Già, perché martedì hanno vinto proprio i candidati che hanno promesso la rottura. Il caso del New Jersey è il più clamoroso. Il partito democratico ha candidato come governatore Jon Corzine, ex direttore di Goldman Sachs, mentre i repubblicani hanno puntato sull’ex procuratore pubblico Christopher J. Christie, diventato famoso per le sue campagne contro la corruzione e che ha fatto campagna ricorrendo a slogan che puntavano sulle parole «change» e «hope». Ha promesso trasparenza e ha giurato di voler combattere le lobby.
Sono slogan che suonano familiari? Certo, erano quelli di Obama, esattamente un anno fa. Ma nel New Jersey il partito democratico ha candidato un ex banchiere di una banca d’affari ovvero il rappresentante di un mondo odiato dalla stragrande maggioranza degli elettori americani che lo considera come vero e impunito responsabile della recessione. Il presidente negli ultimi giorni lo ha sostenuto vigorosamente, mettendogli a disposizione anche i propri consulenti politici, inutilmente. La sconfitta è stata netta, ben cinque punti percentuali, 49 a 44.
Ancora peggio è andata in Virginia, che da otto anni aveva un governatore progressista e che nel novembre del 2008 aveva preferito un candidato democratico alle presidenziali per la prima volta dal 1964. Ma gli elettori martedì hanno votato a valanga per un altro inflessibile ex procuratore, Robert F. McDonnell, rispetto a un politico usurato come R. Creigh Deeds.
Solo in un seggio per il senato dello Stato di New York, il sostegno di Obama è risultato decisivo e il candidato democratico ha battuto un repubblicano ultraconservatore, sostenuto da Sarah Palin. Troppo poco, per cambiare il senso di una giornata politica, che assume un forte significato simbolico.

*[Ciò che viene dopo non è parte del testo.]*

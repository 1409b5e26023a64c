//! Proc-macro providing `#[derive(TypeScriptify)]`.
//!
//! The derive implements `typescriptify::TsType` and `typescriptify::TsRecord`
//! for a struct with named fields, so it can be registered with
//! `Converter::add::<T>()`. Field attributes are written into the field's raw
//! tag text; the converter validates them when it runs.
//!
//! # Attributes
//!
//! Field level, `#[ts(...)]`:
//!
//! - `json = "name,omitempty"`: the `json` tag, verbatim (`"-"` excludes the field)
//! - `rename = "name"`: serialized name
//! - `ts_type = "Date"`: TypeScript type override; the Rust type is not inspected
//! - `ts_transform = "new Date(__VALUE__)"`: `createFrom` access expression
//! - `flatten`: splice the member's fields into this type
//! - `skip`: leave the field out
//!
//! `#[serde(rename = "...", skip, skip_serializing, skip_serializing_if = "...", flatten)]`
//! is honoured when no `ts` attribute says otherwise.
//!
//! Container level, `#[ts(...)]`: `rename = "Name"` for the class name, and
//! `custom_encoding` for types that serialize themselves. Enums and tuple
//! structs are always treated as custom-encoded.
//!
//! # Example
//!
//! ```rust,ignore
//! use typescriptify::{Converter, TypeScriptify};
//!
//! #[derive(TypeScriptify)]
//! struct Person {
//!     name: String,
//!     #[ts(ts_type = "Date", ts_transform = "new Date(__VALUE__)")]
//!     born: chrono::NaiveDate,
//!     friends: Vec<Box<Person>>,
//! }
//!
//! let code = Converter::new().add::<Person>().convert()?;
//! ```

use proc_macro::TokenStream;
use proc_macro2::TokenStream as TokenStream2;
use quote::quote;
use syn::meta::ParseNestedMeta;
use syn::{Attribute, Data, DeriveInput, Fields, LitStr};

#[proc_macro_derive(TypeScriptify, attributes(ts, serde))]
pub fn derive_typescriptify(input: TokenStream) -> TokenStream {
    let input = syn::parse_macro_input!(input as DeriveInput);

    match derive_impl(&input) {
        Ok(tokens) => tokens.into(),
        Err(err) => err.into_compile_error().into(),
    }
}

#[derive(Debug, Default)]
struct ContainerAttrs {
    rename: Option<String>,
    custom_encoding: bool,
}

#[derive(Debug, Default)]
struct FieldAttrs {
    json: Option<String>,
    rename: Option<String>,
    ts_type: Option<String>,
    ts_transform: Option<String>,
    flatten: bool,
    skip: bool,
    omit_empty: bool,
}

fn string_value(meta: &ParseNestedMeta) -> syn::Result<String> {
    Ok(meta.value()?.parse::<LitStr>()?.value())
}

/// Consume the value of a nested meta item we do not interpret.
fn skip_meta(meta: &ParseNestedMeta) -> syn::Result<()> {
    if meta.input.peek(syn::Token![=]) {
        meta.value()?.parse::<syn::Expr>()?;
    } else if meta.input.peek(syn::token::Paren) {
        meta.parse_nested_meta(|nested| skip_meta(&nested))?;
    }
    Ok(())
}

fn parse_container_attrs(attrs: &[Attribute]) -> syn::Result<ContainerAttrs> {
    let mut parsed = ContainerAttrs::default();
    let mut serde_rename = None;

    for attr in attrs {
        if attr.path().is_ident("ts") {
            attr.parse_nested_meta(|meta| {
                if meta.path.is_ident("rename") {
                    parsed.rename = Some(string_value(&meta)?);
                } else if meta.path.is_ident("custom_encoding") {
                    parsed.custom_encoding = true;
                } else {
                    return Err(meta.error("unknown `ts` container attribute"));
                }
                Ok(())
            })?;
        } else if attr.path().is_ident("serde") {
            attr.parse_nested_meta(|meta| {
                if meta.path.is_ident("rename") && meta.input.peek(syn::Token![=]) {
                    serde_rename = Some(string_value(&meta)?);
                } else {
                    skip_meta(&meta)?;
                }
                Ok(())
            })?;
        }
    }

    if parsed.rename.is_none() {
        parsed.rename = serde_rename;
    }
    Ok(parsed)
}

fn parse_field_attrs(attrs: &[Attribute]) -> syn::Result<FieldAttrs> {
    let mut parsed = FieldAttrs::default();
    let mut serde = FieldAttrs::default();

    for attr in attrs {
        if attr.path().is_ident("ts") {
            attr.parse_nested_meta(|meta| {
                if meta.path.is_ident("json") {
                    parsed.json = Some(string_value(&meta)?);
                } else if meta.path.is_ident("rename") {
                    parsed.rename = Some(string_value(&meta)?);
                } else if meta.path.is_ident("ts_type") {
                    parsed.ts_type = Some(string_value(&meta)?);
                } else if meta.path.is_ident("ts_transform") {
                    parsed.ts_transform = Some(string_value(&meta)?);
                } else if meta.path.is_ident("flatten") {
                    parsed.flatten = true;
                } else if meta.path.is_ident("skip") {
                    parsed.skip = true;
                } else {
                    return Err(meta.error("unknown `ts` field attribute"));
                }
                Ok(())
            })?;
        } else if attr.path().is_ident("serde") {
            attr.parse_nested_meta(|meta| {
                if meta.path.is_ident("rename") && meta.input.peek(syn::Token![=]) {
                    serde.rename = Some(string_value(&meta)?);
                } else if meta.path.is_ident("skip") || meta.path.is_ident("skip_serializing") {
                    serde.skip = true;
                } else if meta.path.is_ident("skip_serializing_if") {
                    serde.omit_empty = true;
                    skip_meta(&meta)?;
                } else if meta.path.is_ident("flatten") {
                    serde.flatten = true;
                } else {
                    skip_meta(&meta)?;
                }
                Ok(())
            })?;
        }
    }

    parsed.rename = parsed.rename.or(serde.rename);
    parsed.skip |= serde.skip;
    parsed.flatten |= serde.flatten;
    parsed.omit_empty |= serde.omit_empty;
    Ok(parsed)
}

impl FieldAttrs {
    fn json_tag(&self, field_name: &str) -> Option<String> {
        if let Some(json) = &self.json {
            return Some(json.clone());
        }
        match (&self.rename, self.omit_empty) {
            (Some(name), true) => Some(format!("{name},omitempty")),
            (Some(name), false) => Some(name.clone()),
            (None, true) => Some(format!("{field_name},omitempty")),
            (None, false) => None,
        }
    }
}

fn derive_impl(input: &DeriveInput) -> syn::Result<TokenStream2> {
    let ident = &input.ident;
    if !input.generics.params.is_empty() {
        return Err(syn::Error::new_spanned(
            &input.generics,
            "TypeScriptify cannot be derived for generic types",
        ));
    }

    let container = parse_container_attrs(&input.attrs)?;
    let name = container.rename.clone().unwrap_or_else(|| ident.to_string());

    let named = match &input.data {
        Data::Struct(data) => match &data.fields {
            Fields::Named(named) if !container.custom_encoding => Some(&named.named),
            Fields::Unit if !container.custom_encoding => None,
            _ => return Ok(custom_encoded(ident, &name)),
        },
        Data::Enum(_) => return Ok(custom_encoded(ident, &name)),
        Data::Union(_) => {
            return Err(syn::Error::new_spanned(
                ident,
                "TypeScriptify cannot be derived for unions",
            ));
        }
    };

    let mut field_exprs = Vec::new();
    let mut visits = Vec::new();
    for field in named.into_iter().flatten() {
        let attrs = parse_field_attrs(&field.attrs)?;
        if attrs.skip {
            continue;
        }
        let Some(field_ident) = &field.ident else {
            continue;
        };
        let field_name = field_ident.to_string();
        let field_name = field_name.trim_start_matches("r#");
        let ty = &field.ty;

        // An overridden type is never inspected, so it needs no TsType impl.
        let kind = if attrs.ts_type.is_some() {
            quote!(::typescriptify::FieldKind::Any)
        } else {
            visits.push(quote!(<#ty as ::typescriptify::TsType>::visit(schema);));
            quote!(<#ty as ::typescriptify::TsType>::field_kind())
        };

        let json = attrs.json_tag(field_name).map(|json| quote!(.json(#json)));
        let ts_type = attrs.ts_type.as_ref().map(|t| quote!(.ts_type(#t)));
        let ts_transform = attrs.ts_transform.as_ref().map(|t| quote!(.ts_transform(#t)));
        let embedded = attrs.flatten.then(|| quote!(.embedded()));

        field_exprs.push(quote! {
            .field(
                ::typescriptify::FieldDescriptor::new(#field_name, #kind)
                    #json #ts_type #ts_transform #embedded
            )
        });
    }

    Ok(quote! {
        impl ::typescriptify::TsType for #ident {
            fn field_kind() -> ::typescriptify::FieldKind {
                ::typescriptify::FieldKind::Record(<Self as ::typescriptify::TsRecord>::identity())
            }

            fn visit(schema: &mut ::typescriptify::Schema) {
                if schema.insert(<Self as ::typescriptify::TsRecord>::descriptor()) {
                    #(#visits)*
                }
            }
        }

        impl ::typescriptify::TsRecord for #ident {
            fn identity() -> ::typescriptify::TypeIdentity {
                ::typescriptify::TypeIdentity::of::<Self>()
            }

            fn descriptor() -> ::typescriptify::TypeDescriptor {
                ::typescriptify::TypeDescriptor::new(Self::identity(), #name)
                    #(#field_exprs)*
            }
        }
    })
}

fn custom_encoded(ident: &syn::Ident, name: &str) -> TokenStream2 {
    quote! {
        impl ::typescriptify::TsType for #ident {
            fn field_kind() -> ::typescriptify::FieldKind {
                ::typescriptify::FieldKind::Record(<Self as ::typescriptify::TsRecord>::identity())
            }

            fn visit(schema: &mut ::typescriptify::Schema) {
                schema.insert(<Self as ::typescriptify::TsRecord>::descriptor());
            }
        }

        impl ::typescriptify::TsRecord for #ident {
            fn identity() -> ::typescriptify::TypeIdentity {
                ::typescriptify::TypeIdentity::of::<Self>()
            }

            fn descriptor() -> ::typescriptify::TypeDescriptor {
                ::typescriptify::TypeDescriptor::new(Self::identity(), #name).custom_encoding()
            }
        }
    }
}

Nel 2008 l’America era insoddisfatta, delusa, sfiancata dalla crisi economica. Votò Obama per ottenere un cambiamento vero, che non è arrivato. Oggi il sentimento del Paese è molto simile a quello di un anno fa, ma gli elettori pensano che il partito democratico rappresenti l’establishment e cercano la svolta altrove, anche tra i repubblicani un tempo odiati.